Nearly every Canadian news outlet reported on the story this morning, which the Tim Hudak-led PC’s are alleging is just one more example of Wynne’s irresponsible use of taxpayer money. 

The Former PC MPP Klees held a conference call this morning with reports, saying he obtained the documents from a whistle-blower.

The Treasury Board document dated May 13, 2014, as the Toronto Star reported, shows a request from the Ministry of Research and Innovation and the Ministry of Infrastructure to approve funding for the purchase of interests in the MaRS Discovery District and MaRS Phase 2 Inc.

“The documents show that Infrastructure Ontario was in negotiations with Alexandria Real Estate, the private company developing the MaRS Discovery District, to purchase the interest in the 72,000-square metre MaRS Phase 2 building and lands for $65 million.

The ministries recommended purchasing the building to protect the provincial government’s investments in the project to date, and to minimize risk associated with the project.

The purchase price would bring total government investment in the MaRS project to $317 million – including a 2011 repayable loan from Infrastructure Ontario.”

MaRS had already inked a $344.5 million expansion, dating back to 2011 when the government announced it. Part of the deal was a$234 million loan from Infrastructure Ontario. The problem is that MaRS was supposed to pay it back over using rental income from tenants in the new building.

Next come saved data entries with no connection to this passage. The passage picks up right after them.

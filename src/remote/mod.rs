//! Remote annotation authority
//!
//! An optional remote API that confirms creations (possibly assigning a new
//! id) and deletions. Local writes only follow a confirmed remote call.

mod http;

use async_trait::async_trait;
use thiserror::Error;

use crate::annotations::Annotation;

pub use http::HttpAnnotationApi;

#[derive(Error, Debug)]
pub enum RemoteError {
    #[error("HTTP error: {0}")]
    Http(#[from] reqwest::Error),
    #[error("Authentication failed")]
    AuthFailed,
    #[error("Server error: {status} - {message}")]
    Server { status: u16, message: String },
    #[error("Invalid URL: {0}")]
    InvalidUrl(String),
    #[error("Remote response carried no annotation id")]
    MissingId,
    #[error("Remote unavailable: {0}")]
    Unavailable(String),
    #[error("Remote capability not configured: {0}")]
    NotConfigured(&'static str),
}

impl RemoteError {
    /// Whether the call may succeed when repeated (transport failures, 5xx)
    pub fn is_retryable(&self) -> bool {
        match self {
            Self::Http(err) => err.is_timeout() || err.is_connect() || err.is_request(),
            Self::Server { status, .. } => *status >= 500,
            Self::Unavailable(_) => true,
            _ => false,
        }
    }
}

pub type RemoteResult<T> = std::result::Result<T, RemoteError>;

/// Which remote operations are wired up
#[derive(Debug, Clone, Copy, PartialEq, Eq)]
pub struct RemoteCapabilities {
    pub add: bool,
    pub delete: bool,
}

impl RemoteCapabilities {
    pub const ALL: Self = Self {
        add: true,
        delete: true,
    };
}

#[async_trait]
pub trait RemoteAnnotationApi: Send + Sync {
    fn capabilities(&self) -> RemoteCapabilities {
        RemoteCapabilities::ALL
    }

    /// Persist a draft remotely, returning the record with the authoritative id
    async fn add_annotation(&self, annotation: &Annotation) -> RemoteResult<Annotation>;

    async fn delete_annotation(&self, annotation: &Annotation) -> RemoteResult<()>;
}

However, The Star reports that a “former MaRS senior executive” told the newspaper that the organization has been having trouble renting the new office and lab space to private-sector tenants, and it can’t keep up with the loan payments.

“Just take a look at the building. Do you see any trucks outside loading and unloading? Do you see anyone in the windows, using the offices?” the insider told the Star.

Klees, meanwhile told reporters that ““They’ve been in default for months and the government is now using tax dollars to secretly bail them out, and the reason is obvious: they want to avoid the political embarrassment of having this deal come down around them.”

“These documents read like a repeat of the Ornge documents that were sent to me by whistleblowers who could no longer stand the corruption that was going on there,” he told the Globe and Mail

“The project was a failure from the outset,” he said. “They paid too much for the property and for the construction, but now it’s the taxpayers of this province who will pick up another $300-million plus liability – all due to the lack of oversight, the mismanagement on the part of this government.”

 As BetaKit reported last month, Between 2002 and 2008 MaRS had already received $130 million in public subsidies. Places like Silicon Valley, the tech startup mecca which Canadian startup communities like Toronto routinely try to emulate, have historically received little (if any) public money from the state of California.

In 2013′s “Sunshine List” of public sector employees who made at least $100,000, 42 employees at MaRS made the cut, including five within the MaRS Investment Accelerator Fund. Most prominent among those salaries was the nearly million dollars paid to MaRS’ top three earning employees. MaRS CEO Ilse Treurnicht took home $532,500 in 2013.

MaRS said on its website that its initial investment of $600 million “has already driven more than $2 billion in economic value.”

MaRS isn’t the only innovation-focused hub to receive public money. In November, the Communitech hub in Kitchener-Waterloo were recipients of a $15 million grant from the province of Ontario, to be balanced over three years.

 

Joseph Czikk

Joseph Czikk

Joseph Czikk is Managing Editor at Betakit. Prior to Betakit Joseph wrote for the National Post, Montreal Gazette, Vancouver Sun, Regina Leader Post, Techvibes and BC Business Online. Joseph often goes crazy on twitter during NHL and NFL games.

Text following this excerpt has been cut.